• Work to complete
Extract all of the entries and set them down verbatim.
(Given data Opens)
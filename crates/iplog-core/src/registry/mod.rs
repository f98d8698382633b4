//! Plugin-based storage registry
//!
//! The registry maps storage type names to factories so that the daemon
//! can build a backend from configuration without a hardcoded match over
//! every backend crate.
//!
//! ## Usage
//!
//! ```rust,ignore
//! use iplog_core::registry::StoreRegistry;
//! use iplog_core::config::StorageConfig;
//!
//! let registry = StoreRegistry::with_builtin();
//! iplog_store_mongodb::register(&registry);
//!
//! let store = registry.create_store(&StorageConfig::default()).await?;
//! ```
//!
//! ## Registration
//!
//! Backend crates register themselves during initialization:
//!
//! ```rust,ignore
//! pub fn register(registry: &StoreRegistry) {
//!     registry.register_store("mongodb", Box::new(MongoIpStoreFactory));
//! }
//! ```

use crate::config::StorageConfig;
use crate::error::{Error, Result};
use crate::store::{FileIpStoreFactory, MemoryIpStoreFactory};
use crate::traits::{IpStore, IpStoreFactory};
use std::collections::HashMap;
use std::sync::{Arc, PoisonError, RwLock};

/// Registry of storage backend factories
///
/// ## Thread Safety
///
/// The registry uses interior mutability with RwLock, allowing concurrent
/// reads and exclusive writes.
#[derive(Default)]
pub struct StoreRegistry {
    stores: RwLock<HashMap<String, Arc<dyn IpStoreFactory>>>,
}

impl StoreRegistry {
    /// Create a new empty registry
    pub fn new() -> Self {
        Self::default()
    }

    /// Create a registry with the `memory` and `file` backends registered
    pub fn with_builtin() -> Self {
        let registry = Self::new();
        registry.register_store("memory", Box::new(MemoryIpStoreFactory));
        registry.register_store("file", Box::new(FileIpStoreFactory));
        registry
    }

    /// Register a storage factory under `name`
    ///
    /// Registering the same name twice replaces the earlier factory.
    pub fn register_store(&self, name: impl Into<String>, factory: Box<dyn IpStoreFactory>) {
        let mut stores = self.stores.write().unwrap_or_else(PoisonError::into_inner);
        stores.insert(name.into(), Arc::from(factory));
    }

    /// Build a store from configuration
    ///
    /// # Returns
    ///
    /// - `Ok(Arc<dyn IpStore>)`: Created store instance
    /// - `Err(Error::Config)`: If the storage type is not registered
    /// - Any error from the factory itself
    pub async fn create_store(&self, config: &StorageConfig) -> Result<Arc<dyn IpStore>> {
        let store_type = config.type_name();

        let factory = {
            let stores = self.stores.read().unwrap_or_else(PoisonError::into_inner);
            stores
                .get(store_type)
                .cloned()
                .ok_or_else(|| Error::config(format!("Unknown storage type: {}", store_type)))?
        };

        factory.create(config).await
    }

    /// List all registered storage types
    pub fn list_stores(&self) -> Vec<String> {
        let stores = self.stores.read().unwrap_or_else(PoisonError::into_inner);
        let mut names: Vec<String> = stores.keys().cloned().collect();
        names.sort();
        names
    }

    /// Check if a storage type is registered
    pub fn has_store(&self, name: &str) -> bool {
        let stores = self.stores.read().unwrap_or_else(PoisonError::into_inner);
        stores.contains_key(name)
    }
}

#[cfg(test)]
mod tests {
    use super::*;
    use crate::config::CollectionNames;
    use async_trait::async_trait;

    struct FailingFactory;

    #[async_trait]
    impl IpStoreFactory for FailingFactory {
        async fn create(&self, _config: &StorageConfig) -> Result<Arc<dyn IpStore>> {
            Err(Error::storage_unavailable("mock backend is down"))
        }
    }

    #[test]
    fn test_registry_registration() {
        let registry = StoreRegistry::new();
        assert!(!registry.has_store("mongodb"));

        registry.register_store("mongodb", Box::new(FailingFactory));

        assert!(registry.has_store("mongodb"));
        assert_eq!(registry.list_stores(), ["mongodb"]);
    }

    #[test]
    fn test_builtin_backends() {
        let registry = StoreRegistry::with_builtin();
        assert_eq!(registry.list_stores(), ["file", "memory"]);
    }

    #[tokio::test]
    async fn test_create_memory_store() {
        let registry = StoreRegistry::with_builtin();
        let store = registry.create_store(&StorageConfig::Memory).await.unwrap();
        assert_eq!(store.backend_name(), "memory");
    }

    #[tokio::test]
    async fn test_create_file_store() {
        let dir = tempfile::tempdir().unwrap();
        let registry = StoreRegistry::with_builtin();
        let config = StorageConfig::File {
            path: dir.path().join("ips.json").display().to_string(),
            collections: CollectionNames::default(),
        };

        let store = registry.create_store(&config).await.unwrap();
        assert_eq!(store.backend_name(), "file");
    }

    #[tokio::test]
    async fn test_unknown_type_is_config_error() {
        let registry = StoreRegistry::with_builtin();
        let result = registry.create_store(&StorageConfig::default()).await;
        assert!(matches!(result, Err(Error::Config(_))));
    }

    #[tokio::test]
    async fn test_factory_errors_propagate() {
        let registry = StoreRegistry::new();
        registry.register_store("memory", Box::new(FailingFactory));
        let result = registry.create_store(&StorageConfig::Memory).await;
        assert!(matches!(result, Err(Error::StorageUnavailable(_))));
    }
}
(Given data Closes)
• Answer to this problem
filename crates/iplog-core/src/registry/mod.rs
repository f98d8698382633b4
//! Plugin-based storage registry
//!
//! The registry maps storage type names to factories so that the daemon
//! can build a backend from configuration without a hardcoded match over
//! every backend crate.
//!
//! ## Usage
//!
//! ```rust,ignore
//! use iplog_core::registry::StoreRegistry;
//! use iplog_core::config::StorageConfig;
//!
//! let registry = StoreRegistry::with_builtin();
//! iplog_store_mongodb::register(&registry);
//!
//! let store = registry.create_store(&StorageConfig::default()).await?;
//! ```
//!
//! ## Registration
//!
//! Backend crates register themselves during initialization:
//!
//! ```rust,ignore
//! pub fn register(registry: &StoreRegistry) {
//!     registry.register_store("mongodb", Box::new(MongoIpStoreFactory));
//! }
//! ```

use crate::config::StorageConfig;
use crate::error::{Error, Result};
use crate::store::{FileIpStoreFactory, MemoryIpStoreFactory};
use crate::traits::{IpStore, IpStoreFactory};
use std::collections::HashMap;
use std::sync::{Arc, PoisonError, RwLock};

/// Registry of storage backend factories
///
/// ## Thread Safety
///
/// The registry uses interior mutability with RwLock, allowing concurrent
/// reads and exclusive writes.
#[derive(Default)]
pub struct StoreRegistry {
    stores: RwLock<HashMap<String, Arc<dyn IpStoreFactory>>>,
}

impl StoreRegistry {
    /// Create a new empty registry
    pub fn new() -> Self {
        Self::default()
    }

    /// Create a registry with the `memory` and `file` backends registered
    pub fn with_builtin() -> Self {
        let registry = Self::new();
        registry.register_store("memory", Box::new(MemoryIpStoreFactory));
        registry.register_store("file", Box::new(FileIpStoreFactory));
        registry
    }

    /// Register a storage factory under `name`
    ///
    /// Registering the same name twice replaces the earlier factory.
    pub fn register_store(&self, name: impl Into<String>, factory: Box<dyn IpStoreFactory>) {
        let mut stores = self.stores.write().unwrap_or_else(PoisonError::into_inner);
        stores.insert(name.into(), Arc::from(factory));
    }

    /// Build a store from configuration
    ///
    /// # Returns
    ///
    /// - `Ok(Arc<dyn IpStore>)`: Created store instance
    /// - `Err(Error::Config)`: If the storage type is not registered
    /// - Any error from the factory itself
    pub async fn create_store(&self, config: &StorageConfig) -> Result<Arc<dyn IpStore>> {
        let store_type = config.type_name();

        let factory = {
            let stores = self.stores.read().unwrap_or_else(PoisonError::into_inner);
            stores
                .get(store_type)
                .cloned()
                .ok_or_else(|| Error::config(format!("Unknown storage type: {}", store_type)))?
        };

        factory.create(config).await
    }

    /// List all registered storage types
    pub fn list_stores(&self) -> Vec<String> {
        let stores = self.stores.read().unwrap_or_else(PoisonError::into_inner);
        let mut names: Vec<String> = stores.keys().cloned().collect();
        names.sort();
        names
    }

    /// Check if a storage type is registered
    pub fn has_store(&self, name: &str) -> bool {
        let stores = self.stores.read().unwrap_or_else(PoisonError::into_inner);
        stores.contains_key(name)
    }
}

#[cfg(test)]
mod tests {
    use super::*;
    use crate::config::CollectionNames;
    use async_trait::async_trait;

    struct FailingFactory;

    #[async_trait]
    impl IpStoreFactory for FailingFactory {
        async fn create(&self, _config: &StorageConfig) -> Result<Arc<dyn IpStore>> {
            Err(Error::storage_unavailable("mock backend is down"))
        }
    }

    #[test]
    fn test_registry_registration() {
        let registry = StoreRegistry::new();
        assert!(!registry.has_store("mongodb"));

        registry.register_store("mongodb", Box::new(FailingFactory));

        assert!(registry.has_store("mongodb"));
        assert_eq!(registry.list_stores(), ["mongodb"]);
    }

    #[test]
    fn test_builtin_backends() {
        let registry = StoreRegistry::with_builtin();
        assert_eq!(registry.list_stores(), ["file", "memory"]);
    }

    #[tokio::test]
    async fn test_create_memory_store() {
        let registry = StoreRegistry::with_builtin();
        let store = registry.create_store(&StorageConfig::Memory).await.unwrap();
        assert_eq!(store.backend_name(), "memory");
    }

    #[tokio::test]
    async fn test_create_file_store() {
        let dir = tempfile::tempdir().unwrap();
        let registry = StoreRegistry::with_builtin();
        let config = StorageConfig::File {
            path: dir.path().join("ips.json").display().to_string(),
            collections: CollectionNames::default(),
        };

        let store = registry.create_store(&config).await.unwrap();
        assert_eq!(store.backend_name(), "file");
    }

    #[tokio::test]
    async fn test_unknown_type_is_config_error() {
        let registry = StoreRegistry::with_builtin();
        let result = registry.create_store(&StorageConfig::default()).await;
        assert!(matches!(result, Err(Error::Config(_))));
    }

    #[tokio::test]
    async fn test_factory_errors_propagate() {
        let registry = StoreRegistry::new();
        registry.register_store("memory", Box::new(FailingFactory));
        let result = registry.create_store(&StorageConfig::Memory).await;
        assert!(matches!(result, Err(Error::StorageUnavailable(_))));
    }
}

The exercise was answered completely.